Antisense Technology Produces Huntington’s Disease Breakthrough

Huntington’s Disease (HD) is one of the most prevalent severe, ultimately fatal genetic neurological diseases of our times for which impactful treatments are desperately lacking.  Based on results from a clinical study aiming to knockdown the disease-causing gene using RNaseH antisense technology, this is about to change over the next 3 years.

IONIS-HTTRx study results presented at CHDI

At the major annual HD gathering this week, lead investigator Tabrizi from the University College London presented data from a phase I-II study of antisense drug candidate IONIS-HTTRx in patients with early symptoms of the disease.

IONIS-HTTRx (aka RG6042), developed by Ionis and partnered with Roche, targets both wild-type and mutant huntingtin protein to provide all patients with the most potent and safest sequence possible.  While mutant allele-specific approaches have been discussed and are being pursued by antisense rival Wave Life Sciences, the concern that suppressing wildtype huntingtin in adults seems to me a far-fetched theoretical discussion, if not wishful thinking given that antisense is unlikely to completely eliminate wildtype huntingtin and that the drug is being given to adults.  

To wit, the concern is based on genetic mouse models where complete huntingtin knockout causes embryonic lethality. Importantly, this is not recapitulated in mouse model where knockout is delayed until adulthood.

Call me cynical, but the choice of an allele-specific approach by Wave Life Sciences has likely been primarily motivated by allowing for some follower differentiation.  Ironically, by limiting themselves to a much reduced sequence space around co-segregating single nucleotide polymorphisms, the sequences may not only lack the potency, but also the apparent safety of IONS-HTTRx.

Good safety profile maintained until highest dose tested

In this study, IONIS-HTTRx was given monthly over 3 months.  Speaking to the safety of the approach, apart from transient side effects due to the intrathecal mode of administration, no adverse events of note were reported and all 46 subjects have subsequently rolled over into the open-label extension study.

Importantly, doses as high as 120mg monthly were well tolerated at which dose the knockdown effect seems to have plateaued.  This not only bodes well for IONIS-HTTRx, but for the entire neurological disease franchise of Ionis Pharmaceuticals. 
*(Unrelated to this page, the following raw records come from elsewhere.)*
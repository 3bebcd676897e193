use std::fs;
use std::io::ErrorKind;
use std::path::{Path, PathBuf};

use anyhow::{Context, Result};
use chrono::{NaiveDate, NaiveDateTime};

use crate::models::GameStatus;
use super::StateStore;

/// Flat-file state store: one text file per value per day, each holding a
/// single trimmed scalar. Survives process restarts, which is the whole
/// point — the bot runs once per cron tick.
pub struct FileStateStore {
    dir: PathBuf,
}

impl FileStateStore {
    pub fn new(dir: impl AsRef<Path>) -> Result<Self> {
        let dir = dir.as_ref().to_path_buf();
        fs::create_dir_all(&dir)
            .with_context(|| format!("Failed to create state dir {}", dir.display()))?;
        Ok(FileStateStore { dir })
    }

    fn path(&self, prefix: &str, date: NaiveDate) -> PathBuf {
        self.dir.join(format!("{}_{}.txt", prefix, date.format("%Y-%m-%d")))
    }

    fn read(&self, prefix: &str, date: NaiveDate) -> Result<Option<String>> {
        let path = self.path(prefix, date);
        match fs::read_to_string(&path) {
            Ok(s) => Ok(Some(s.trim().to_string())),
            Err(e) if e.kind() == ErrorKind::NotFound => Ok(None),
            Err(e) => Err(e).with_context(|| format!("Failed to read {}", path.display())),
        }
    }

    fn write(&self, prefix: &str, date: NaiveDate, value: &str) -> Result<()> {
        let path = self.path(prefix, date);
        fs::write(&path, value)
            .with_context(|| format!("Failed to write {}", path.display()))
    }
}

impl StateStore for FileStateStore {
    fn previous_score(&self, date: NaiveDate) -> Result<Option<String>> {
        self.read("previous_score", date)
    }

    fn set_previous_score(&self, date: NaiveDate, score: &str) -> Result<()> {
        self.write("previous_score", date, score)
    }

    fn game_status(&self, date: NaiveDate) -> Result<Option<GameStatus>> {
        Ok(self
            .read("game_status", date)?
            .map(|s| GameStatus::from_code(&s)))
    }

    fn set_game_status(&self, date: NaiveDate, status: GameStatus) -> Result<()> {
        self.write("game_status", date, status.as_code())
    }

    fn game_date_time(&self, date: NaiveDate) -> Result<Option<NaiveDateTime>> {
        match self.read("game_date_time", date)? {
            Some(s) => {
                let at = s
                    .parse::<NaiveDateTime>()
                    .with_context(|| format!("Invalid game_date_time for {}: {}", date, s))?;
                Ok(Some(at))
            }
            None => Ok(None),
        }
    }

    fn set_game_date_time(&self, date: NaiveDate, at: NaiveDateTime) -> Result<()> {
        self.write("game_date_time", date, &at.format("%Y-%m-%dT%H:%M:%S").to_string())
    }
}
The human safety and tolerability results are consistent with a range of small and large animal models (including dogs, pigs, non-human primates), some of which were a year or longer in duration.

Robust huntingtin lowering

It is widely thought that mutant huntingtin protein is harmful to the cell expressing it, ultimately resulting in neuronal death throughout the brain.  This can be visualized by considerable, 30%-level atrophy of the brain over the course of the disease.
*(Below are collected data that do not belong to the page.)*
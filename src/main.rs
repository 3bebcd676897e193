use anyhow::Result;
use clap::Parser;
use std::sync::Arc;
use tracing::info;

mod config;
mod models;
mod notify;
mod schedule;
mod state;
mod tracker;

use config::{Config, NotifyMethod};
use notify::{ConsoleNotifier, Notifier, SlackNotifier};
use schedule::NaverSchedule;
use state::FileStateStore;
use tracker::GameTracker;

#[tokio::main]
async fn main() -> Result<()> {
    // Initialise tracing / logging
    tracing_subscriber::fmt()
        .with_env_filter(
            tracing_subscriber::EnvFilter::try_from_default_env()
                .unwrap_or_else(|_| tracing_subscriber::EnvFilter::new("info")),
        )
        .init();

    let config = Config::parse();
    config.validate()?;

    let notifier: Arc<dyn Notifier> = match config.notify {
        NotifyMethod::Slack => {
            // validate() guarantees the URL is present
            let url = config.slack_webhook_url.as_deref().unwrap_or_default();
            Arc::new(SlackNotifier::new(url)?)
        }
        NotifyMethod::Console => Arc::new(ConsoleNotifier),
    };

    let store = Arc::new(FileStateStore::new(&config.state_dir)?);
    let provider = Arc::new(NaverSchedule::new(
        &config.api_url,
        &config.league,
        &config.team,
    )?);

    info!(
        "Checking {} ({}) game updates, notifying via {}",
        config.team,
        config.league,
        notifier.name()
    );

    let tracker = GameTracker::new(provider, store, notifier);
    tracker.check_game_update().await?;

    Ok(())
}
Although it is not possible to assess huntingtin levels directly in brain tissue in humans from biopsies, the experience in the preclinical animal models and human data from spinal muscular atrophy drug SPINRAZA allows one to model the correlation between ASO-dependent protein changes in the cerebrospinal fluid (CSF) and the various areas of the CNS quite well.

Since SPINRAZA is based on chemistry that is highly similar to that of IONIS-HTTRx, they behave identically in terms of biodistribution for all intents and purposes.

In the two highest cohorts, 90mg and 120mg, mean 40% mutant huntingtin reductions in the CSF were observed shortly after the last dose with further reductions (50%+) seen thereafter.  Such levels are predicted to reflect 55 to up to 85% reductions in the cortex and 20-50% in the caudate.

This degree of knockdown exceeds that necessary to see changes in HD animal models, some of which with manifest disease symptoms at treatment onset.

The future is bright

The study results therefore raise hopes that  IONIS-HTTRx may halt or even reverse disease in manifest HD patients.  As exciting and medically likely with the biggest bang for the buck is the prospect that the drug candidate may prevent disease symptoms to emerge in the first place when given early to those at risk of developing the disease (~1 in 2 with a parent having HD, 200,000 in the US alone). 

The companies and clinical investigators are now busy designing a pivotal outcomes study which I would guess will ultimately involve 150-250 early-stage patients over a period of 16-24 months.  The size and extent of the trial will depend on which endpoints are chosen.  A pre-planned interim look at ~12 months may also make sense to look at brain size as a potential way to obtain accelerated approval.  Accelerated approval under the new FDA may also be possible based on functional analyses the investigators are currently conducting using data from the present study and the open-label extension with dosing well beyond 3 months..

In drug development, sometimes you can tell early on whether a drug candidate is destined to breeze through to approval. In this regard, IONIS-HTTRx certainly feels like Spinraza.